— Aim of the exercise —
Run through the records and show each line that includes the string "false".

— Data for this task —
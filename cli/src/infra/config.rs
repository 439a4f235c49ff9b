//! Client configuration from `SHIPA_*` environment variables.

use std::time::Duration;

use serde::Deserialize;

use crate::domain::ClientConfig;
use crate::domain::config::DEFAULT_TIMEOUT_SECS;
use crate::domain::error::ConfigError;

/// Raw environment, one field per `SHIPA_<FIELD>` variable:
///   - `SHIPA_HOST`         (required)
///   - `SHIPA_TOKEN`        (required)
///   - `SHIPA_DEBUG`        (default `false`)
///   - `SHIPA_TIMEOUT_SECS` (default `1500`)
#[derive(Debug, Deserialize)]
struct EnvConfig {
    #[serde(default)]
    host: String,
    #[serde(default)]
    token: String,
    #[serde(default, deserialize_with = "boolish")]
    debug: bool,
    #[serde(default = "default_timeout_secs")]
    timeout_secs: u64,
}

fn default_timeout_secs() -> u64 {
    DEFAULT_TIMEOUT_SECS
}

/// `1/0`, `true/false`, `yes/no`, `on/off` in any case; empty is false.
fn boolish<'de, D>(deserializer: D) -> Result<bool, D::Error>
where
    D: serde::Deserializer<'de>,
{
    let raw = String::deserialize(deserializer)?;
    match raw.trim().to_ascii_lowercase().as_str() {
        "" | "0" | "false" | "no" | "off" | "n" | "f" => Ok(false),
        "1" | "true" | "yes" | "on" | "y" | "t" => Ok(true),
        other => Err(serde::de::Error::custom(format!(
            "invalid boolean `{other}` for debug"
        ))),
    }
}

/// Load the client configuration from the process environment.
///
/// `debug_override` forces request logging on (the `--debug` flag).
///
/// # Errors
///
/// Fails when `SHIPA_HOST` or `SHIPA_TOKEN` is unset or empty, or when a
/// variable does not parse.
pub fn load(debug_override: bool) -> Result<ClientConfig, ConfigError> {
    from_vars(std::env::vars(), debug_override)
}

/// Like [`load`], reading from an explicit variable list.
///
/// # Errors
///
/// Same as [`load`].
pub fn from_vars<I>(vars: I, debug_override: bool) -> Result<ClientConfig, ConfigError>
where
    I: IntoIterator<Item = (String, String)>,
{
    let env: EnvConfig = envy::prefixed("SHIPA_")
        .from_iter(vars)
        .map_err(|e| ConfigError::Env(e.to_string()))?;
    ClientConfig::new(
        env.host,
        env.token,
        env.debug || debug_override,
        Duration::from_secs(env.timeout_secs),
    )
}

— Solution below —
///   - `SHIPA_DEBUG`        (default `false`)
/// `1/0`, `true/false`, `yes/no`, `on/off` in any case; empty is false.
        "" | "0" | "false" | "no" | "off" | "n" | "f" => Ok(false),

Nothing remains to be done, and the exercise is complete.